Deadly Class – Subtle is not a word that Deadly Class has ever heard of, and if it had heard of it, it would have beaten it to a pulp, and written swear words in blood on the wall behind its eviscerated corpse. With a tone reminiscent of The Invisibles, or perhaps even Preacher, Deadly Class focusses on students at a high school for assassins in the 1980’s. Writer Rick Remender and artist Wes Craig deliver a series that harks back to classic Vertigo titles, with a huge dose of black comedy and a generous helping of gore. The clear highlight of the series so far has to be the bizarre drug fuelled Vegas set issue. Remender can be hit and miss (take a look at his Avengers stuff over at Marvel), but this is a clear winner.
Wonder Woman – Brian Azzarello and Cliff Chiang redefined the titular Amazon over the course of three excellent years, telling a story involving Gods of all forms (even Jack Kirby’s New Gods got a look in). Not everyone was happy with the big changes to the character, but the series felt, unlike the rest of DC’s output, revitalised, fun and inventive. Wonder Woman rarely resorted to traditional comic book battles, eschewing them in favour of emotional conclusions. Whilst the final issue of the run left things on a bit too much of a false note, the preceding three years worth of material was of such good quality that this is likely to be remembered as one of the defining runs of the character.

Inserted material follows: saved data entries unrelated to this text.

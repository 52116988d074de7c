//! Engine-wide change bus.
//!
//! Every store publishes its created/changed/deleted events onto one
//! unbounded channel. Events for a single entity arrive in emission order.

use super::entity::{AnyEntity, EntityId, EntityKind, Origin};
use tokio::sync::mpsc;

/// What happened to an entity.
#[derive(Debug, Clone)]
pub enum Change {
    /// The entity was created.
    Created,
    /// The listed wire fields changed.
    Changed { fields: Vec<&'static str> },
    /// The entity was deleted; `last` is its final state.
    Deleted { last: AnyEntity },
}

/// A change event.
#[derive(Debug, Clone)]
pub struct EntityEvent {
    pub kind: EntityKind,
    pub id: EntityId,
    pub change: Change,
    /// Client that caused the change, or `None` for internal changes.
    pub origin: Origin,
}

impl EntityEvent {
    /// Whether this is a change touching any of `fields`.
    pub fn changed_any(&self, fields: &[&str]) -> bool {
        match &self.change {
            Change::Changed { fields: changed } => changed.iter().any(|f| fields.contains(f)),
            _ => false,
        }
    }
}

/// Sending side of the change bus.
#[derive(Debug, Clone)]
pub struct ChangeBus {
    tx: mpsc::UnboundedSender<EntityEvent>,
}

impl ChangeBus {
    /// Create a bus and its receiving side.
    pub fn new() -> (Self, mpsc::UnboundedReceiver<EntityEvent>) {
        let (tx, rx) = mpsc::unbounded_channel();
        (Self { tx }, rx)
    }

    /// Publish an event. Dropped silently once the receiver is gone.
    pub fn publish(&self, event: EntityEvent) {
        if self.tx.send(event).is_err() {
            tracing::trace!("change bus closed");
        }
    }
}
//! Protocol Gateway.
//!
//! Two transports feed one message shape into the engine:
//!
//! ```text
//! ┌──────────────────────────┐   ┌──────────────────────────┐
//! │ framed TCP (native, and  │   │ WebSocket message bus    │
//! │ auto-registered tracker) │   │ (web/tablet clients)     │
//! └────────────┬─────────────┘   └─────────────┬────────────┘
//!              │      AdapterEvent (mpsc)      │
//!              └───────────────┬───────────────┘
//!                              ▼
//!                      engine + [`Gateway`]
//! ```
//!
//! Every connection runs as its own task. A connection becomes addressable
//! once it registers a name; it then hands the engine the sending side of its
//! outbound queue. The engine-side [`Gateway`] owns that registry, so the
//! connection tasks and the engine share no mutable state.
//!
//! - [`tcp`] - Framed TCP transport
//! - [`bus`] - WebSocket transport
//! - [`gateway`] - Client registry and outbound routing

pub mod bus;
pub mod gateway;
pub mod tcp;

pub use gateway::Gateway;

use crate::net::tcp::ConnectionId;
use crate::store::ClientKind;
use serde::{Deserialize, Serialize};
use serde_json::Value;
use std::fmt;
use std::net::SocketAddr;
use tokio::sync::mpsc;
use tokio::task::JoinHandle;

/// Logical topic of a message.
#[derive(Debug, Clone, Copy, PartialEq, Eq, Hash)]
pub enum Channel {
    Registration = 1,
    Plot = 2,
    Link = 3,
    Filter = 4,
    Color = 5,
    WebClient = 6,
    ArClient = 7,
    Control = 8,
    Voice = 9,
    Log = 10,
    InteractionLog = 11,
}

impl Channel {
    /// Resolve a wire channel id.
    pub fn from_id(id: i64) -> Option<Self> {
        Some(match id {
            1 => Self::Registration,
            2 => Self::Plot,
            3 => Self::Link,
            4 => Self::Filter,
            5 => Self::Color,
            6 => Self::WebClient,
            7 => Self::ArClient,
            8 => Self::Control,
            9 => Self::Voice,
            10 => Self::Log,
            11 => Self::InteractionLog,
            _ => return None,
        })
    }

    /// Wire channel id.
    pub fn id(self) -> i64 {
        self as i64
    }
}

/// Message verb.
#[derive(Debug, Clone, Copy, PartialEq, Eq, Hash)]
pub enum Command {
    /// Full-state resync.
    Request,
    /// Partial field diff.
    Update,
    Add,
    Remove,
    /// Menu trigger.
    Action,
    /// Generic action payload.
    Cmd,
    /// Connection handshake carrying the client name.
    Register,
}

impl Command {
    /// Parse a wire command.
    pub fn parse(s: &str) -> Option<Self> {
        Some(match s {
            "request" => Self::Request,
            "update" => Self::Update,
            "add" => Self::Add,
            "remove" => Self::Remove,
            "action" => Self::Action,
            "cmd" => Self::Cmd,
            "register" => Self::Register,
            _ => return None,
        })
    }

    /// Wire name.
    pub fn as_str(self) -> &'static str {
        match self {
            Self::Request => "request",
            Self::Update => "update",
            Self::Add => "add",
            Self::Remove => "remove",
            Self::Action => "action",
            Self::Cmd => "cmd",
            Self::Register => "register",
        }
    }
}

/// Wire envelope shared by both transports.
#[derive(Debug, Clone, PartialEq, Serialize, Deserialize)]
pub struct Envelope {
    pub channel: i64,
    pub command: String,
    #[serde(default)]
    pub payload: Value,
}

impl Envelope {
    /// Build an envelope.
    pub fn new(channel: Channel, command: Command, payload: Value) -> Self {
        Self {
            channel: channel.id(),
            command: command.as_str().to_string(),
            payload,
        }
    }

    /// Client name carried by a registration message: either the payload
    /// string itself or its `name` field.
    pub fn registration_name(&self) -> Option<String> {
        if Command::parse(&self.command) != Some(Command::Register) {
            return None;
        }
        let name = match &self.payload {
            Value::String(name) => name.as_str(),
            Value::Object(fields) => fields.get("name")?.as_str()?,
            _ => return None,
        };
        let name = name.trim();
        (!name.is_empty()).then(|| name.to_string())
    }
}

/// Identity of a registered client: its name and transport family.
#[derive(Debug, Clone, PartialEq, Eq, Hash, PartialOrd, Ord)]
pub struct ClientKey {
    pub name: String,
    pub kind: ClientKind,
}

impl ClientKey {
    pub fn new(name: impl Into<String>, kind: ClientKind) -> Self {
        Self {
            name: name.into(),
            kind,
        }
    }

    /// Fixed identity of the tracking service.
    pub fn tracker() -> Self {
        Self::new("tracker", ClientKind::Tracker)
    }
}

impl fmt::Display for ClientKey {
    fn fmt(&self, f: &mut fmt::Formatter<'_>) -> fmt::Result {
        write!(f, "{}:{}", self.kind, self.name)
    }
}

/// Events from the transports to the engine.
#[derive(Debug)]
pub enum AdapterEvent {
    /// A connection registered. `outbound` feeds its write loop; dropping it
    /// closes the connection.
    Connected {
        key: ClientKey,
        conn: ConnectionId,
        outbound: mpsc::UnboundedSender<Envelope>,
    },
    /// A registered connection delivered a message.
    Message {
        key: ClientKey,
        conn: ConnectionId,
        envelope: Envelope,
    },
    /// A registered connection went away.
    Disconnected { key: ClientKey, conn: ConnectionId },
}

/// Sending side of the adapter event channel.
pub type EventSender = mpsc::UnboundedSender<AdapterEvent>;

/// A started listener.
#[derive(Debug)]
pub struct ListenerHandle {
    /// Address the listener is bound to.
    pub local_addr: SocketAddr,
    /// Accept loop task; finishes after shutdown.
    pub task: JoinHandle<()>,
}
//! Framed TCP connection task.
//!
//! One task per socket. It reads and decodes frames, sends a heartbeat every
//! interval, drops the peer after a silent heartbeat timeout and writes
//! outbound envelopes queued by the engine. A connection is addressable only
//! after registering; from then on it reports exactly one `Disconnected`.

use super::codec::{Frame, FrameCodec, ProtocolCodec, HEARTBEAT};
use super::{ConnectionSettings, DecodeResult, EncodeResult, ReadBuffer};
use crate::adapters::{AdapterEvent, ClientKey, Envelope, EventSender};
use crate::core::error::{SyncError, SyncResult};
use crate::net::tcp::ConnectionId;
use crate::store::ClientKind;
use std::future::pending;
use tokio::io::{AsyncRead, AsyncReadExt, AsyncWrite, AsyncWriteExt};
use tokio::sync::{mpsc, watch};
use tokio::time::{interval, Instant, MissedTickBehavior};

/// How a connection identifies itself.
#[derive(Debug, Clone)]
pub enum Registration {
    /// Waits for a `register` message and registers as this kind.
    OnMessage(ClientKind),
    /// Registers immediately under a fixed identity.
    Fixed(ClientKey),
}

/// Why a connection loop ended.
#[derive(Debug, Clone, Copy, PartialEq, Eq)]
pub enum CloseReason {
    PeerClosed,
    HeartbeatTimeout,
    Evicted,
    Shutdown,
    Error,
}

/// State of one framed connection.
pub struct FramedConnection {
    conn: ConnectionId,
    settings: ConnectionSettings,
    codec: FrameCodec,
    read_buffer: ReadBuffer,
    registration: Registration,
    key: Option<ClientKey>,
    outbound: Option<mpsc::UnboundedReceiver<Envelope>>,
    events: EventSender,
    last_heard: Instant,
}

impl FramedConnection {
    /// Create the connection state.
    pub fn new(
        conn: ConnectionId,
        settings: ConnectionSettings,
        registration: Registration,
        events: EventSender,
    ) -> Self {
        Self {
            conn,
            settings,
            codec: FrameCodec::new(settings.max_frame_bytes),
            read_buffer: ReadBuffer::new(64 * 1024, settings.read_buffer_limit),
            registration,
            key: None,
            outbound: None,
            events,
            last_heard: Instant::now(),
        }
    }

    /// Registered identity, if any.
    pub fn key(&self) -> Option<&ClientKey> {
        self.key.as_ref()
    }

    fn register(&mut self, key: ClientKey) -> SyncResult<()> {
        let (tx, rx) = mpsc::unbounded_channel();
        tracing::info!(conn = %self.conn, client = %key, "client registered");
        self.events
            .send(AdapterEvent::Connected {
                key: key.clone(),
                conn: self.conn,
                outbound: tx,
            })
            .map_err(|_| SyncError::ChannelClosed { name: "adapter events" })?;
        self.key = Some(key);
        self.outbound = Some(rx);
        Ok(())
    }

    /// Handle one decoded message frame.
    fn on_message(&mut self, value: serde_json::Value) -> SyncResult<()> {
        let envelope: Envelope = match serde_json::from_value(value) {
            Ok(envelope) => envelope,
            Err(e) => {
                tracing::warn!(conn = %self.conn, error = %e, "dropping malformed envelope");
                return Ok(());
            }
        };

        let Some(key) = self.key.clone() else {
            let kind = match &self.registration {
                Registration::OnMessage(kind) => *kind,
                Registration::Fixed(_) => return Ok(()),
            };
            match envelope.registration_name() {
                Some(name) => self.register(ClientKey::new(name, kind))?,
                None => tracing::warn!(
                    conn = %self.conn,
                    command = %envelope.command,
                    "dropping message from unregistered connection"
                ),
            }
            return Ok(());
        };

        if envelope.registration_name().is_some() {
            tracing::debug!(conn = %self.conn, client = %key, "ignoring repeated registration");
            return Ok(());
        }
        self.events
            .send(AdapterEvent::Message {
                key,
                conn: self.conn,
                envelope,
            })
            .map_err(|_| SyncError::ChannelClosed { name: "adapter events" })
    }

    /// Append read bytes and process every complete frame.
    pub fn on_bytes(&mut self, data: &[u8]) -> SyncResult<()> {
        self.read_buffer.extend(data)?;
        loop {
            match self.codec.decode(self.read_buffer.buffer_mut()) {
                DecodeResult::Complete(Frame::Heartbeat) => self.last_heard = Instant::now(),
                DecodeResult::Complete(Frame::Message(value)) => {
                    self.last_heard = Instant::now();
                    self.on_message(value)?;
                }
                DecodeResult::Incomplete => return Ok(()),
                DecodeResult::Invalid(reason) => {
                    tracing::warn!(conn = %self.conn, reason = %reason, "framing error");
                }
            }
        }
    }

    fn encode(&self, envelope: &Envelope) -> Option<bytes::Bytes> {
        let value = match serde_json::to_value(envelope) {
            Ok(value) => value,
            Err(e) => {
                tracing::warn!(conn = %self.conn, error = %e, "failed to encode envelope");
                return None;
            }
        };
        match self.codec.encode(&Frame::Message(value)) {
            EncodeResult::Ok(bytes) => Some(bytes),
            EncodeResult::Error(e) => {
                tracing::warn!(conn = %self.conn, error = %e, "failed to encode frame");
                None
            }
        }
    }

    /// Drive the connection until it closes, then report the disconnect.
    pub async fn run<R, W>(
        mut self,
        mut reader: R,
        mut writer: W,
        mut shutdown: watch::Receiver<bool>,
    ) -> CloseReason
    where
        R: AsyncRead + Unpin,
        W: AsyncWrite + Unpin,
    {
        if let Registration::Fixed(key) = self.registration.clone() {
            if self.register(key).is_err() {
                return CloseReason::Shutdown;
            }
        }

        let mut heartbeat = interval(self.settings.heartbeat_interval);
        heartbeat.set_missed_tick_behavior(MissedTickBehavior::Delay);
        let mut chunk = vec![0u8; 16 * 1024];

        let reason = loop {
            tokio::select! {
                result = reader.read(&mut chunk) => match result {
                    Ok(0) => break CloseReason::PeerClosed,
                    Ok(n) => {
                        if let Err(e) = self.on_bytes(&chunk[..n]) {
                            tracing::warn!(conn = %self.conn, error = %e, "closing connection");
                            break CloseReason::Error;
                        }
                    }
                    Err(e) => {
                        tracing::debug!(conn = %self.conn, error = %e, "read failed");
                        break CloseReason::Error;
                    }
                },

                _ = heartbeat.tick() => {
                    if self.last_heard.elapsed() > self.settings.heartbeat_timeout {
                        tracing::warn!(conn = %self.conn, "heartbeat timeout");
                        break CloseReason::HeartbeatTimeout;
                    }
                    if let Err(e) = writer.write_all(HEARTBEAT).await {
                        tracing::warn!(conn = %self.conn, error = %e, "heartbeat send failed");
                        break CloseReason::Error;
                    }
                }

                outbound = next_outbound(&mut self.outbound) => match outbound {
                    Some(envelope) => {
                        let Some(bytes) = self.encode(&envelope) else { continue };
                        if let Err(e) = writer.write_all(&bytes).await {
                            tracing::warn!(conn = %self.conn, error = %e, "send failed");
                            break CloseReason::Error;
                        }
                    }
                    None => break CloseReason::Evicted,
                },

                _ = shutdown.changed() => break CloseReason::Shutdown,
            }
        };

        let _ = writer.shutdown().await;
        if let Some(key) = self.key.take() {
            tracing::info!(conn = %self.conn, client = %key, ?reason, "client disconnected");
            let _ = self.events.send(AdapterEvent::Disconnected {
                key,
                conn: self.conn,
            });
        }
        reason
    }
}

/// Next queued envelope. Pends forever before registration; `None` once the
/// engine dropped the queue.
async fn next_outbound(outbound: &mut Option<mpsc::UnboundedReceiver<Envelope>>) -> Option<Envelope> {
    match outbound {
        Some(rx) => rx.recv().await,
        None => pending().await,
    }
}
//! Command-line interface.
//!
//! Unified CLI for plotsync operations.

pub mod commands;

use clap::{Parser, Subcommand};
use std::path::PathBuf;

/// Default configuration file location.
pub const DEFAULT_CONFIG_PATH: &str = "config/plotsync.toml";

/// plotsync - collaborative data-flow sync server.
#[derive(Parser, Debug)]
#[command(name = "plotsync")]
#[command(author, version, about, long_about = None)]
pub struct Cli {
    /// Configuration file path.
    #[arg(short, long, global = true)]
    pub config: Option<PathBuf>,

    /// Log level (trace, debug, info, warn, error).
    #[arg(long, global = true)]
    pub log_level: Option<String>,

    #[command(subcommand)]
    pub command: Commands,
}

impl Cli {
    /// The configuration path, falling back to the default location.
    pub fn config_path(&self) -> PathBuf {
        self.config
            .clone()
            .unwrap_or_else(|| PathBuf::from(DEFAULT_CONFIG_PATH))
    }
}

/// Available commands.
#[derive(Subcommand, Debug)]
pub enum Commands {
    /// Start the sync server.
    Start(commands::StartArgs),
    /// Write a default configuration file.
    Init(commands::InitArgs),
    /// Configuration operations.
    Config(commands::ConfigArgs),
}

#[cfg(test)]
mod tests {
    use super::*;

    #[test]
    fn test_global_flags_after_subcommand() {
        let cli = Cli::parse_from(["plotsync", "start", "--config", "x.toml", "--log-level", "debug"]);
        assert_eq!(cli.config_path(), PathBuf::from("x.toml"));
        assert_eq!(cli.log_level.as_deref(), Some("debug"));
        assert!(matches!(cli.command, Commands::Start(_)));
    }

    #[test]
    fn test_default_config_path() {
        let cli = Cli::parse_from(["plotsync", "init", "--force"]);
        assert_eq!(cli.config_path(), PathBuf::from(DEFAULT_CONFIG_PATH));
        match cli.command {
            Commands::Init(args) => assert!(args.force),
            other => panic!("unexpected command: {other:?}"),
        }
    }
}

Saga – Otherwise known as the comic on everyone’s end of year lists. Brian K Vaughan and Fiona Staples have crafted a masterful comic in Saga. It’s funny, unique, smart and colourful. Vaughan knows how to craft a decent enough comic, but it’s Fiona Staple’s beautiful art which elevates this comic. Now, 24 issues in, it’s clear that these two known exactly what their doing, and picking up an issue of this each month is like entrusting your time to a pair of very safe hands. A genuine joy of a comic, and one which is likely to bring many new readers to the medium.